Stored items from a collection
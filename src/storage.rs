use crate::store::Fields;
use serde::{Deserialize, Serialize};
use std::collections::BTreeMap;
use std::{io, path::Path};
use tokio::fs;
use tracing::{debug, error};

/// The backend's whole document tree: collection path -> document id -> fields.
#[derive(Debug, Clone, Serialize, Deserialize, Default, PartialEq)]
pub struct StoreData {
    pub collections: BTreeMap<String, BTreeMap<String, Fields>>,
}

pub async fn load_data(path: &Path) -> StoreData {
    match fs::read(path).await {
        Ok(bytes) => match serde_json::from_slice(&bytes) {
            Ok(data) => data,
            Err(err) => {
                error!("failed to parse data file {}: {err}", path.display());
                StoreData::default()
            }
        },
        Err(err) if err.kind() == io::ErrorKind::NotFound => StoreData::default(),
        Err(err) => {
            error!("failed to read data file {}: {err}", path.display());
            StoreData::default()
        }
    }
}

pub async fn persist_data(path: &Path, data: &StoreData) -> Result<(), io::Error> {
    let payload = serde_json::to_vec_pretty(data)
        .map_err(|err| io::Error::new(io::ErrorKind::InvalidData, err))?;

    if let Some(parent) = path.parent() {
        if !parent.as_os_str().is_empty() {
            fs::create_dir_all(parent).await?;
        }
    }

    let tmp_path = path.with_extension("json.tmp");
    fs::write(&tmp_path, payload).await?;
    fs::rename(&tmp_path, path).await?;
    debug!("persisted store to {}", path.display());
    Ok(())
}
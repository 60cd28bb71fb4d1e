pub mod app;
pub mod client;
pub mod config;
pub mod derivation;
pub mod dispatch;
pub mod errors;
pub mod handlers;
pub mod identity;
pub mod live;
pub mod models;
pub mod session;
pub mod state;
pub mod stats;
pub mod storage;
pub mod store;
pub mod timers;

pub use app::{router, run_ticker};
pub use client::Tracker;
pub use config::Config;
pub use state::AppState;
pub use storage::load_data;
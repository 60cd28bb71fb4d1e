use std::net::SocketAddr;
use taskboard::{load_data, router, run_ticker, AppState, Config};
use tokio::fs;
use tracing::info;
use tracing_subscriber::{fmt, EnvFilter};

#[tokio::main]
async fn main() -> Result<(), Box<dyn std::error::Error>> {
    fmt()
        .with_env_filter(EnvFilter::from_default_env().add_directive("info".parse()?))
        .init();

    let config = Config::from_env()?;
    if let Some(parent) = config.data_path.parent() {
        if !parent.as_os_str().is_empty() {
            fs::create_dir_all(parent).await?;
        }
    }

    let data = load_data(&config.data_path).await;
    let state = AppState::new(&config, data);
    let ticker = tokio::spawn(run_ticker(state.clone(), config.tick));

    let addr = SocketAddr::from(([0, 0, 0, 0], config.port));
    info!("listening on http://{addr}");
    let listener = tokio::net::TcpListener::bind(addr).await?;
    axum::serve(listener, router(state.clone()))
        .with_graceful_shutdown(shutdown_signal())
        .await?;

    ticker.abort();
    state.tracker.lock().await.shutdown();
    info!("stopped");
    Ok(())
}

async fn shutdown_signal() {
    let ctrl_c = async {
        if let Err(err) = tokio::signal::ctrl_c().await {
            tracing::error!("failed to listen for ctrl-c: {err}");
            std::future::pending::<()>().await;
        }
    };

    #[cfg(unix)]
    let terminate = async {
        match tokio::signal::unix::signal(tokio::signal::unix::SignalKind::terminate()) {
            Ok(mut signal) => {
                signal.recv().await;
            }
            Err(err) => {
                tracing::error!("failed to listen for SIGTERM: {err}");
                std::future::pending::<()>().await;
            }
        }
    };

    #[cfg(not(unix))]
    let terminate = std::future::pending::<()>();

    tokio::select! {
        _ = ctrl_c => {},
        _ = terminate => {},
    }
    info!("shutdown signal received");
}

### Exercise prompt
Set down all of the data above again, exactly.

### Output of the task
filename src/storage.rs
use crate::store::Fields;
use serde::{Deserialize, Serialize};
use std::collections::BTreeMap;
use std::{io, path::Path};
use tokio::fs;
use tracing::{debug, error};

/// The backend's whole document tree: collection path -> document id -> fields.
#[derive(Debug, Clone, Serialize, Deserialize, Default, PartialEq)]
pub struct StoreData {
    pub collections: BTreeMap<String, BTreeMap<String, Fields>>,
}

pub async fn load_data(path: &Path) -> StoreData {
    match fs::read(path).await {
        Ok(bytes) => match serde_json::from_slice(&bytes) {
            Ok(data) => data,
            Err(err) => {
                error!("failed to parse data file {}: {err}", path.display());
                StoreData::default()
            }
        },
        Err(err) if err.kind() == io::ErrorKind::NotFound => StoreData::default(),
        Err(err) => {
            error!("failed to read data file {}: {err}", path.display());
            StoreData::default()
        }
    }
}

pub async fn persist_data(path: &Path, data: &StoreData) -> Result<(), io::Error> {
    let payload = serde_json::to_vec_pretty(data)
        .map_err(|err| io::Error::new(io::ErrorKind::InvalidData, err))?;

    if let Some(parent) = path.parent() {
        if !parent.as_os_str().is_empty() {
            fs::create_dir_all(parent).await?;
        }
    }

    let tmp_path = path.with_extension("json.tmp");
    fs::write(&tmp_path, payload).await?;
    fs::rename(&tmp_path, path).await?;
    debug!("persisted store to {}", path.display());
    Ok(())
}
repository 60cd28bb71fb4d1e
pub mod app;
pub mod client;
pub mod config;
pub mod derivation;
pub mod dispatch;
pub mod errors;
pub mod handlers;
pub mod identity;
pub mod live;
pub mod models;
pub mod session;
pub mod state;
pub mod stats;
pub mod storage;
pub mod store;
pub mod timers;

pub use app::{router, run_ticker};
pub use client::Tracker;
pub use config::Config;
pub use state::AppState;
pub use storage::load_data;
repository 60cd28bb71fb4d1e
use std::net::SocketAddr;
use taskboard::{load_data, router, run_ticker, AppState, Config};
use tokio::fs;
use tracing::info;
use tracing_subscriber::{fmt, EnvFilter};

#[tokio::main]
async fn main() -> Result<(), Box<dyn std::error::Error>> {
    fmt()
        .with_env_filter(EnvFilter::from_default_env().add_directive("info".parse()?))
        .init();

    let config = Config::from_env()?;
    if let Some(parent) = config.data_path.parent() {
        if !parent.as_os_str().is_empty() {
            fs::create_dir_all(parent).await?;
        }
    }

    let data = load_data(&config.data_path).await;
    let state = AppState::new(&config, data);
    let ticker = tokio::spawn(run_ticker(state.clone(), config.tick));

    let addr = SocketAddr::from(([0, 0, 0, 0], config.port));
    info!("listening on http://{addr}");
    let listener = tokio::net::TcpListener::bind(addr).await?;
    axum::serve(listener, router(state.clone()))
        .with_graceful_shutdown(shutdown_signal())
        .await?;

    ticker.abort();
    state.tracker.lock().await.shutdown();
    info!("stopped");
    Ok(())
}

async fn shutdown_signal() {
    let ctrl_c = async {
        if let Err(err) = tokio::signal::ctrl_c().await {
            tracing::error!("failed to listen for ctrl-c: {err}");
            std::future::pending::<()>().await;
        }
    };

    #[cfg(unix)]
    let terminate = async {
        match tokio::signal::unix::signal(tokio::signal::unix::SignalKind::terminate()) {
            Ok(mut signal) => {
                signal.recv().await;
            }
            Err(err) => {
                tracing::error!("failed to listen for SIGTERM: {err}");
                std::future::pending::<()>().await;
            }
        }
    };

    #[cfg(not(unix))]
    let terminate = std::future::pending::<()>();

    tokio::select! {
        _ = ctrl_c => {},
        _ = terminate => {},
    }
    info!("shutdown signal received");
}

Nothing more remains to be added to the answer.